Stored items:
>>>>>
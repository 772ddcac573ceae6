//! Render a source message with formatting entities into archive HTML
//!
//! Entity offsets and lengths count UTF-16 code units. All text is escaped;
//! the only markup produced is `<b>`, `<i>`, `<a>` and `<br>`.

use html_escape::{encode_double_quoted_attribute, encode_text};
use serde::Deserialize;

#[derive(Debug, Clone, Copy, PartialEq, Eq, Deserialize)]
#[serde(rename_all = "snake_case")]
pub enum EntityKind {
    Bold,
    Italic,
    /// Link with its own target (`url`)
    TextUrl,
    /// The covered text is itself a URL
    Url,
    #[serde(other)]
    Other,
}

#[derive(Debug, Clone, PartialEq, Eq, Deserialize)]
pub struct MessageEntity {
    #[serde(rename = "type")]
    pub kind: EntityKind,
    pub offset: usize,
    pub length: usize,
    #[serde(default)]
    pub url: Option<String>,
}

#[cfg(test)]
impl MessageEntity {
    pub fn new(kind: EntityKind, offset: usize, length: usize) -> Self {
        Self {
            kind,
            offset,
            length,
            url: None,
        }
    }

    pub fn link(offset: usize, length: usize, url: impl Into<String>) -> Self {
        Self {
            kind: EntityKind::TextUrl,
            offset,
            length,
            url: Some(url.into()),
        }
    }
}

/// An entity resolved against the message, `start..end` in UTF-16 units
#[derive(Clone, Copy)]
struct Span<'a> {
    start: usize,
    end: usize,
    entity: &'a MessageEntity,
}

pub fn render_message(text: &str, entities: &[MessageEntity]) -> String {
    let units: Vec<u16> = text.encode_utf16().collect();

    let mut spans: Vec<Span<'_>> = entities
        .iter()
        .filter(|e| e.length > 0)
        .filter_map(|entity| {
            let end = entity.offset.checked_add(entity.length)?;
            (end <= units.len()).then_some(Span {
                start: entity.offset,
                end,
                entity,
            })
        })
        .collect();
    // Enclosing spans sort ahead of the spans they contain
    spans.sort_by(|a, b| a.start.cmp(&b.start).then(b.end.cmp(&a.end)));

    let mut out = String::with_capacity(text.len());
    render_range(&units, 0, units.len(), &spans, &mut out);
    out
}

/// Render `units[start..end]`. `spans` lie inside that range, sorted by start.
fn render_range(units: &[u16], start: usize, end: usize, spans: &[Span<'_>], out: &mut String) {
    let mut cursor = start;
    let mut i = 0;

    while i < spans.len() {
        let span = spans[i];
        out.push_str(&escape(&units[cursor..span.start]));

        // Spans starting inside this one nest in it; those crossing its end are dropped
        let mut children = Vec::new();
        let mut next = i + 1;
        while next < spans.len() && spans[next].start < span.end {
            if spans[next].end <= span.end {
                children.push(spans[next]);
            }
            next += 1;
        }

        let mut inner = String::new();
        render_range(units, span.start, span.end, &children, &mut inner);
        wrap(span.entity, &units[span.start..span.end], &inner, out);

        cursor = span.end;
        i = next;
    }

    out.push_str(&escape(&units[cursor..end]));
}

fn wrap(entity: &MessageEntity, covered: &[u16], inner: &str, out: &mut String) {
    match entity.kind {
        EntityKind::Bold => out.push_str(&format!("<b>{}</b>", inner)),
        EntityKind::Italic => out.push_str(&format!("<i>{}</i>", inner)),
        EntityKind::TextUrl => match entity.url.as_deref().and_then(safe_href) {
            Some(href) => out.push_str(&anchor(href, inner)),
            None => out.push_str(inner),
        },
        EntityKind::Url => {
            let raw = String::from_utf16_lossy(covered);
            let href = if raw.starts_with("http://") || raw.starts_with("https://") {
                raw
            } else {
                format!("http://{}", raw)
            };
            out.push_str(&anchor(&href, inner));
        }
        EntityKind::Other => out.push_str(inner),
    }
}

fn escape(units: &[u16]) -> String {
    encode_text(&String::from_utf16_lossy(units)).replace('\n', "<br>")
}

fn anchor(href: &str, inner: &str) -> String {
    format!(
        "<a href=\"{}\" target=\"_blank\" rel=\"noopener noreferrer\">{}</a>",
        encode_double_quoted_attribute(href),
        inner
    )
}

fn safe_href(url: &str) -> Option<&str> {
    let url = url.trim();
    let lower = url.to_ascii_lowercase();
    ["http://", "https://", "mailto:", "tg://"]
        .iter()
        .any(|scheme| lower.starts_with(scheme))
        .then_some(url)
}

#[cfg(test)]
mod tests {
    use super::*;

    #[test]
    fn plain_text_is_escaped_and_line_breaks_become_br() {
        assert_eq!(
            render_message("a < b & c\nnext", &[]),
            "a &lt; b &amp; c<br>next"
        );
    }

    #[test]
    fn bold_and_italic_wrap_their_span() {
        let entities = [
            MessageEntity::new(EntityKind::Italic, 6, 5),
            MessageEntity::new(EntityKind::Bold, 0, 5),
        ];
        assert_eq!(render_message("Hello world!", &entities), "<b>Hello</b> <i>world</i>!");
    }

    #[test]
    fn bare_urls_get_a_scheme() {
        let entities = [MessageEntity::new(EntityKind::Url, 4, 11)];
        assert_eq!(
            render_message("see example.org", &entities),
            "see <a href=\"http://example.org\" target=\"_blank\" rel=\"noopener noreferrer\">example.org</a>"
        );
    }

    #[test]
    fn text_links_with_unsafe_schemes_render_as_text() {
        let entities = [MessageEntity::link(0, 5, "javascript:alert(1)")];
        assert_eq!(render_message("click", &entities), "click");

        let entities = [MessageEntity::link(0, 5, "https://example.org/?a=1&b=\"2\"")];
        assert_eq!(
            render_message("click", &entities),
            "<a href=\"https://example.org/?a=1&amp;b=&quot;2&quot;\" target=\"_blank\" rel=\"noopener noreferrer\">click</a>"
        );
    }

    #[test]
    fn offsets_count_utf16_units() {
        // The emoji takes two UTF-16 units
        let entities = [MessageEntity::new(EntityKind::Bold, 3, 3)];
        assert_eq!(render_message("😀 Ура", &entities), "😀 <b>Ура</b>");
    }

    #[test]
    fn nested_entities_are_all_applied() {
        let entities = [
            MessageEntity::new(EntityKind::Italic, 2, 2),
            MessageEntity::new(EntityKind::Bold, 0, 4),
        ];
        assert_eq!(render_message("abcd", &entities), "<b>ab<i>cd</i></b>");

        let entities = [
            MessageEntity::link(0, 5, "https://example.org"),
            MessageEntity::new(EntityKind::Bold, 0, 5),
        ];
        assert_eq!(
            render_message("click", &entities),
            "<a href=\"https://example.org\" target=\"_blank\" rel=\"noopener noreferrer\"><b>click</b></a>"
        );
    }

    #[test]
    fn crossing_and_out_of_range_entities_are_ignored() {
        let entities = [
            MessageEntity::new(EntityKind::Bold, 0, 3),
            MessageEntity::new(EntityKind::Italic, 2, 2),
            MessageEntity::new(EntityKind::Bold, 3, 50),
        ];
        assert_eq!(render_message("abcd", &entities), "<b>abc</b>d");
    }

    #[test]
    fn huge_offsets_do_not_overflow() {
        let entity: MessageEntity = serde_json::from_str(
            r#"{ "type": "bold", "offset": 18446744073709551615, "length": 1 }"#,
        )
        .unwrap();
        assert_eq!(render_message("abcd", &[entity]), "abcd");

        let entities = [MessageEntity::new(EntityKind::Italic, 1, usize::MAX)];
        assert_eq!(render_message("abcd", &entities), "abcd");
    }

    #[test]
    fn unknown_entity_types_deserialize_as_other() {
        let entity: MessageEntity =
            serde_json::from_str(r#"{ "type": "spoiler", "offset": 0, "length": 1 }"#).unwrap();
        assert_eq!(entity.kind, EntityKind::Other);
    }
}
<<<<<
■ **ACTIVITY**
Would you print exactly, and only, the lines of the data above from the line with "#[serde(other)]" through the line with "pub fn render_message(text: &str, entities: &[MessageEntity])", inclusive?

■ **WRITTEN SOLUTION**
    #[serde(other)]
    Other,
}

#[derive(Debug, Clone, PartialEq, Eq, Deserialize)]
pub struct MessageEntity {
    #[serde(rename = "type")]
    pub kind: EntityKind,
    pub offset: usize,
    pub length: usize,
    #[serde(default)]
    pub url: Option<String>,
}

#[cfg(test)]
impl MessageEntity {
    pub fn new(kind: EntityKind, offset: usize, length: usize) -> Self {
        Self {
            kind,
            offset,
            length,
            url: None,
        }
    }

    pub fn link(offset: usize, length: usize, url: impl Into<String>) -> Self {
        Self {
            kind: EntityKind::TextUrl,
            offset,
            length,
            url: Some(url.into()),
        }
    }
}

/// An entity resolved against the message, `start..end` in UTF-16 units
#[derive(Clone, Copy)]
struct Span<'a> {
    start: usize,
    end: usize,
    entity: &'a MessageEntity,
}

pub fn render_message(text: &str, entities: &[MessageEntity]) -> String {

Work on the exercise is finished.